Materials provided.
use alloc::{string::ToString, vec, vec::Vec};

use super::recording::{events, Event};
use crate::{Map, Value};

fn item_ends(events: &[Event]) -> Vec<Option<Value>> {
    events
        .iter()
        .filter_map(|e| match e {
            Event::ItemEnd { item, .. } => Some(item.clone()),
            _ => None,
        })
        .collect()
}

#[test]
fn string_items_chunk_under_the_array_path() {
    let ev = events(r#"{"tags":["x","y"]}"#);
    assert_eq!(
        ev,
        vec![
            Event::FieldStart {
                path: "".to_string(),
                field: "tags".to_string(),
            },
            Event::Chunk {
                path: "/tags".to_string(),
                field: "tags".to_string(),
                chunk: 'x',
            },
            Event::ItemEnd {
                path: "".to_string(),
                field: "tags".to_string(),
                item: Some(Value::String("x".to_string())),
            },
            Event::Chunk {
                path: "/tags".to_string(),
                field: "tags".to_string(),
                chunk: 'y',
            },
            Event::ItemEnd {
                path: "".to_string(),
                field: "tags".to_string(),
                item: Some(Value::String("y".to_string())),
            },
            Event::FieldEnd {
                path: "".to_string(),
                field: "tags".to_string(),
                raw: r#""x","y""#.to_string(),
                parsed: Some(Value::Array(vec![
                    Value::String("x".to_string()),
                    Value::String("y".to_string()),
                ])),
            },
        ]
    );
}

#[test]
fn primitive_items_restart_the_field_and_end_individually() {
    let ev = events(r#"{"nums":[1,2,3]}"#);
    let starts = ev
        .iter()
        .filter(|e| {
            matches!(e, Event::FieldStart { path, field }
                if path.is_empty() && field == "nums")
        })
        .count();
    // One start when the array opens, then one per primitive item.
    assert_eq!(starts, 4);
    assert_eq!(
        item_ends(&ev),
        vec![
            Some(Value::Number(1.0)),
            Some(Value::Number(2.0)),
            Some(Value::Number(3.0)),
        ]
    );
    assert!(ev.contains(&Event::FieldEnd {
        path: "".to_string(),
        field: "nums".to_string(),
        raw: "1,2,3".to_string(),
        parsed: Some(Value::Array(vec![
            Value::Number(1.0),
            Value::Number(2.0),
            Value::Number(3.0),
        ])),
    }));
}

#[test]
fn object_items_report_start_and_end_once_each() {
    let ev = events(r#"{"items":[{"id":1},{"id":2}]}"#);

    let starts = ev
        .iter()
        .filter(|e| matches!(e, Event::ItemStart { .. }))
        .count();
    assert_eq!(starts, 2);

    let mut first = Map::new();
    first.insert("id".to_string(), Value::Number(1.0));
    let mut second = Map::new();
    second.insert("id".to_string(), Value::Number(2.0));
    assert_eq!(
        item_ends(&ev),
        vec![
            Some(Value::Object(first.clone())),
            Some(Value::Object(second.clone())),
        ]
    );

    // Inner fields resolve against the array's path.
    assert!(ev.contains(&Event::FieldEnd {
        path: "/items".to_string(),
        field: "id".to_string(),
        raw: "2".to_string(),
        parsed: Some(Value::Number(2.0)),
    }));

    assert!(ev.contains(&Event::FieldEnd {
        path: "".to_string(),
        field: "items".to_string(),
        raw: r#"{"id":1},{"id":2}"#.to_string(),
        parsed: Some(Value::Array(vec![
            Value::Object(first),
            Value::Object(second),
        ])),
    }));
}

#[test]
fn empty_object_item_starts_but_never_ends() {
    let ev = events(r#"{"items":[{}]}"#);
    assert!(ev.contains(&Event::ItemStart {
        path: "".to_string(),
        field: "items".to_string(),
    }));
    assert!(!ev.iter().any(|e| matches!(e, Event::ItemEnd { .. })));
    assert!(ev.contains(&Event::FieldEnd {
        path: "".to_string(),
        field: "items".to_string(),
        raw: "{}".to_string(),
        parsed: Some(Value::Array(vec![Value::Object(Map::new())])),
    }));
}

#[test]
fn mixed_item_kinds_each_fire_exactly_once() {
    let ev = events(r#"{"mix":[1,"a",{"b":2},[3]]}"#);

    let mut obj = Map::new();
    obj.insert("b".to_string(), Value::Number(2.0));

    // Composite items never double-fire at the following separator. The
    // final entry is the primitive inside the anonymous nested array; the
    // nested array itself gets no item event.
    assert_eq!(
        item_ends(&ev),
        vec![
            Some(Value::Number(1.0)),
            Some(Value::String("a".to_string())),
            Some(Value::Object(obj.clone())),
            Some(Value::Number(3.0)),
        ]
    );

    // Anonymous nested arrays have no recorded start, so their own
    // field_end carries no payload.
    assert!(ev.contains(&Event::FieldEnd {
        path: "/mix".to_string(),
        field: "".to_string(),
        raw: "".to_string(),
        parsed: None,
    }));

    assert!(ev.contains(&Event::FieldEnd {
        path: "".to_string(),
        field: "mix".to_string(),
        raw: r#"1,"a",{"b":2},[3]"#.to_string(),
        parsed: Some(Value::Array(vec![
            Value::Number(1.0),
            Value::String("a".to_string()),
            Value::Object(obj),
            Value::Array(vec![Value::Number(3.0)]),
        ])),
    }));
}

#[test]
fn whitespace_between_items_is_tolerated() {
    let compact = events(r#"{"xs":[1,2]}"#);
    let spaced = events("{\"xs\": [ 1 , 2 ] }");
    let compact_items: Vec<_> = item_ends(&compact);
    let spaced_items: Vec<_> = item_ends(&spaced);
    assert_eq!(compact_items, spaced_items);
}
* * *
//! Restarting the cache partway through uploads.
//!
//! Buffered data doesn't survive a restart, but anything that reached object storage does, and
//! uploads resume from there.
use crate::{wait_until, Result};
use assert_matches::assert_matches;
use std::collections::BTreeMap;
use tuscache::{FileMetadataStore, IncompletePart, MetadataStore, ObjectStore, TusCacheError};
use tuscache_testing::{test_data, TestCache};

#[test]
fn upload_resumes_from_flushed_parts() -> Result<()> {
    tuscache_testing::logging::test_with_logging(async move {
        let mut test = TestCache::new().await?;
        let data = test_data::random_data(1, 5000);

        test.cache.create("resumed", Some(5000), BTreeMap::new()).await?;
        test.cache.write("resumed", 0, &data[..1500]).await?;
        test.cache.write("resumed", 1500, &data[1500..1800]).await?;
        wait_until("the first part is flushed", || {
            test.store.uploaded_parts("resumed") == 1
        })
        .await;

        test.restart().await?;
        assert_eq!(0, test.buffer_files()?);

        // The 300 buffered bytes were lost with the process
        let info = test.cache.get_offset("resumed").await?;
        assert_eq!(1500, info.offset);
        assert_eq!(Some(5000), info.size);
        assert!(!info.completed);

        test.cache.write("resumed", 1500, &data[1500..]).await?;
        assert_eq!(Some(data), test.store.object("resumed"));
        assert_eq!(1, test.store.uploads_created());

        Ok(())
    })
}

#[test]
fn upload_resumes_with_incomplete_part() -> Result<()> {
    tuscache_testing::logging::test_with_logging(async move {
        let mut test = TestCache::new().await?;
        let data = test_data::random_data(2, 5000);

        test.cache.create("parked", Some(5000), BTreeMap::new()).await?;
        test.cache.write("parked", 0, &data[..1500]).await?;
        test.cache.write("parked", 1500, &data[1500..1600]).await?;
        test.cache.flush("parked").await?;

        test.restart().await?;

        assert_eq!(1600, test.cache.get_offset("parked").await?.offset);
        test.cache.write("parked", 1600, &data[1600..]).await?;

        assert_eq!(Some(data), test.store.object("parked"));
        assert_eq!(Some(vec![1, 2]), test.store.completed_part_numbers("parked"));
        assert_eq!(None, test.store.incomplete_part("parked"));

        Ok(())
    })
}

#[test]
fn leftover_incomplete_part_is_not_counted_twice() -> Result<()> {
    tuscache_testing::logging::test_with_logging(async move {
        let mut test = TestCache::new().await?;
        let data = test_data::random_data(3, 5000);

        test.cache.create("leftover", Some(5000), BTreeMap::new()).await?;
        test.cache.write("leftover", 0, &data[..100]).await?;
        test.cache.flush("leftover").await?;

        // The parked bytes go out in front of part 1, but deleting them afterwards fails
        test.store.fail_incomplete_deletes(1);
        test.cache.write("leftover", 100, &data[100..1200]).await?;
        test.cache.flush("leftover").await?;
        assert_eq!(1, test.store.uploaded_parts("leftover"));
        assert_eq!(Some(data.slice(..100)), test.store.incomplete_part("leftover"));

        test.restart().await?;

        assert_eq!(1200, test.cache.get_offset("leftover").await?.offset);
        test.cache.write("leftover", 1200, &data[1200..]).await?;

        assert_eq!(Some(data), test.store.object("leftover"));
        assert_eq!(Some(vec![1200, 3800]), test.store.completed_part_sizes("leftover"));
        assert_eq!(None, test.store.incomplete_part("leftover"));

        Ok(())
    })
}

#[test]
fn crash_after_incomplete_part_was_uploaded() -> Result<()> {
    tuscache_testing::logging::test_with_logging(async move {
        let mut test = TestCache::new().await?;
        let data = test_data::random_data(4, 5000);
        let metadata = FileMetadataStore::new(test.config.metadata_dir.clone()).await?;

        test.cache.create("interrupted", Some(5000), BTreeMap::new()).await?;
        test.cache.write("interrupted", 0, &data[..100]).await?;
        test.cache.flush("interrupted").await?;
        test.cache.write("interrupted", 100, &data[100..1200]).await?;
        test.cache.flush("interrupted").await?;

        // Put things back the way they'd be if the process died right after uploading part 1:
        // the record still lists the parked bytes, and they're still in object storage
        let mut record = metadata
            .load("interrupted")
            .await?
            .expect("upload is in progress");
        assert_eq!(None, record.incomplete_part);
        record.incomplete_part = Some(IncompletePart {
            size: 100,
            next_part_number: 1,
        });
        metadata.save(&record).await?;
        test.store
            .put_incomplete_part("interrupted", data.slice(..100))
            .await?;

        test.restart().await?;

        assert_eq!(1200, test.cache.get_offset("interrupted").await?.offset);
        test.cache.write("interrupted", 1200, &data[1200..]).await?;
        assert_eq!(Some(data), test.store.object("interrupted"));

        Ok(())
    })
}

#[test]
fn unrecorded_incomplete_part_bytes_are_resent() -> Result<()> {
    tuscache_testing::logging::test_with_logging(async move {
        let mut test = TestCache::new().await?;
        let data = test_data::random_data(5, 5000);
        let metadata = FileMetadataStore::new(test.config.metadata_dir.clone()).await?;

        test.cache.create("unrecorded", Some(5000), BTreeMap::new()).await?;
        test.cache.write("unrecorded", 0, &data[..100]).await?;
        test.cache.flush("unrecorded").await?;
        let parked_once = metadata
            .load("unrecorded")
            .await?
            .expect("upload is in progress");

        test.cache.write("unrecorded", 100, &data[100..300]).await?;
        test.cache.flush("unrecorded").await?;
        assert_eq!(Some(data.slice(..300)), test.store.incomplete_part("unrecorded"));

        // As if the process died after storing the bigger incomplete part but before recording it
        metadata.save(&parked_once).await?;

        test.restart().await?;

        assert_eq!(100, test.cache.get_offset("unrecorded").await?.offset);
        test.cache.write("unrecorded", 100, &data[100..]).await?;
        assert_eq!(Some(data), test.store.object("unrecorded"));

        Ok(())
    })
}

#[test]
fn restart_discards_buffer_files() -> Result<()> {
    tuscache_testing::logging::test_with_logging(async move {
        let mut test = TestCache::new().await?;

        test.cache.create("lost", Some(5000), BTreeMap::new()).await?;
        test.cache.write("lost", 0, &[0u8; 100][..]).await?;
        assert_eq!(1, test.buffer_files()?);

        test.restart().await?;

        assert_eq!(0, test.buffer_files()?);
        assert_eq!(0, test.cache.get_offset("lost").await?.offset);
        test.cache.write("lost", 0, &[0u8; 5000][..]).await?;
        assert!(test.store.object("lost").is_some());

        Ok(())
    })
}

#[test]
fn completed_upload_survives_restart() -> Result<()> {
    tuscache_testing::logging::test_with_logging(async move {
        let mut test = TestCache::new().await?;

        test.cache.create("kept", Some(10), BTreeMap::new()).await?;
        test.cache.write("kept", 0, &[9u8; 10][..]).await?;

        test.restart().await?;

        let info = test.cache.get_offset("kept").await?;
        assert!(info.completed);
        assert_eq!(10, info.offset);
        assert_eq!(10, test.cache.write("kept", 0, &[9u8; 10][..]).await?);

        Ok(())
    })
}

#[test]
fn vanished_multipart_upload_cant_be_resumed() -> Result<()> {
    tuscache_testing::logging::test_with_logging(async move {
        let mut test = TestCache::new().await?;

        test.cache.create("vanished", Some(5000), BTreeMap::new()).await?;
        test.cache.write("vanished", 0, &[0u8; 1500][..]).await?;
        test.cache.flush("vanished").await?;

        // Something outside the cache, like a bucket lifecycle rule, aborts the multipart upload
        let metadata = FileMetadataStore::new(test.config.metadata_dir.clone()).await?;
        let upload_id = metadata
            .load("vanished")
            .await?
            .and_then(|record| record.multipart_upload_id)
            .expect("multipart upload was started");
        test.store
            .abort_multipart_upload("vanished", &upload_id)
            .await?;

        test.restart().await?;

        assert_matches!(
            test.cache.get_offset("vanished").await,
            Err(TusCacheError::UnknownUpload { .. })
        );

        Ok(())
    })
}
==
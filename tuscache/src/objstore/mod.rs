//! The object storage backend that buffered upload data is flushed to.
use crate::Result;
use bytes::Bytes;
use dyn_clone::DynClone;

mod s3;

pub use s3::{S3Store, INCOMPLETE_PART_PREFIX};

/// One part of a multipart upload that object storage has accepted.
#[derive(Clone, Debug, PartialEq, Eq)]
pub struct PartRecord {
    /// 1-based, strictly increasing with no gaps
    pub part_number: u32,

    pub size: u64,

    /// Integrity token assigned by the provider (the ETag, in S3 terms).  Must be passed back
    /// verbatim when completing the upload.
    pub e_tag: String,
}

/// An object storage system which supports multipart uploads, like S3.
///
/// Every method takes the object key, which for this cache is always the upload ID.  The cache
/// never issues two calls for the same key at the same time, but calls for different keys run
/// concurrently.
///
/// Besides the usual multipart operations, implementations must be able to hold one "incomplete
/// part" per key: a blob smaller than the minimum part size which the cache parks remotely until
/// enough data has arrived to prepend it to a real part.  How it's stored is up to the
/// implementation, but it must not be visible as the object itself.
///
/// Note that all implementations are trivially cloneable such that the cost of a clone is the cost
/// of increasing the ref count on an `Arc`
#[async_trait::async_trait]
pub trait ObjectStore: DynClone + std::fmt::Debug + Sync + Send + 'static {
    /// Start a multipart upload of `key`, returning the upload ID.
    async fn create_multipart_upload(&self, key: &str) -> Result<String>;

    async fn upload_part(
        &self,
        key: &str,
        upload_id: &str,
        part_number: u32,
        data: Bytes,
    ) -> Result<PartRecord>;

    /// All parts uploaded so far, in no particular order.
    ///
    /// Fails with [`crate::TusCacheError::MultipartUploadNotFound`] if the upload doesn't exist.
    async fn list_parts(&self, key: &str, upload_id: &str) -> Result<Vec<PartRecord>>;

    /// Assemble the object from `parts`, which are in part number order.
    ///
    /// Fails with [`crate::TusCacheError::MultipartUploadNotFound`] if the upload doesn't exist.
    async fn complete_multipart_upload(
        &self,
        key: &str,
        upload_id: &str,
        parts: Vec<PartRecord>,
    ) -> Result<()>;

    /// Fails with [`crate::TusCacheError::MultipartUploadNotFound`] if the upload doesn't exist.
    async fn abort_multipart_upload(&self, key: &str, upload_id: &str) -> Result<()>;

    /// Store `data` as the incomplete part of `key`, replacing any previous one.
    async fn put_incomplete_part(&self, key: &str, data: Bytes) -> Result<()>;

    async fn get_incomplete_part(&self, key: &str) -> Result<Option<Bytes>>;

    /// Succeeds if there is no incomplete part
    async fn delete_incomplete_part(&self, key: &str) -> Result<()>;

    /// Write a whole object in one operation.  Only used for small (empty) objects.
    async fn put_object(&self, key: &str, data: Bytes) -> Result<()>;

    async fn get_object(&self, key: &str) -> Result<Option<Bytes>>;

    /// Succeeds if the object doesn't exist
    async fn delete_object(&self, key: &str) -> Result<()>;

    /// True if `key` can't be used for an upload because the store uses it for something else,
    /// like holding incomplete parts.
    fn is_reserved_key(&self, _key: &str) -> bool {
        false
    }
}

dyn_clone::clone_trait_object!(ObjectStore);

Brief. Return every line of the preceding records in which the word "save" appears.

Output of the exercise.
        metadata.save(&record).await?;
        metadata.save(&parked_once).await?;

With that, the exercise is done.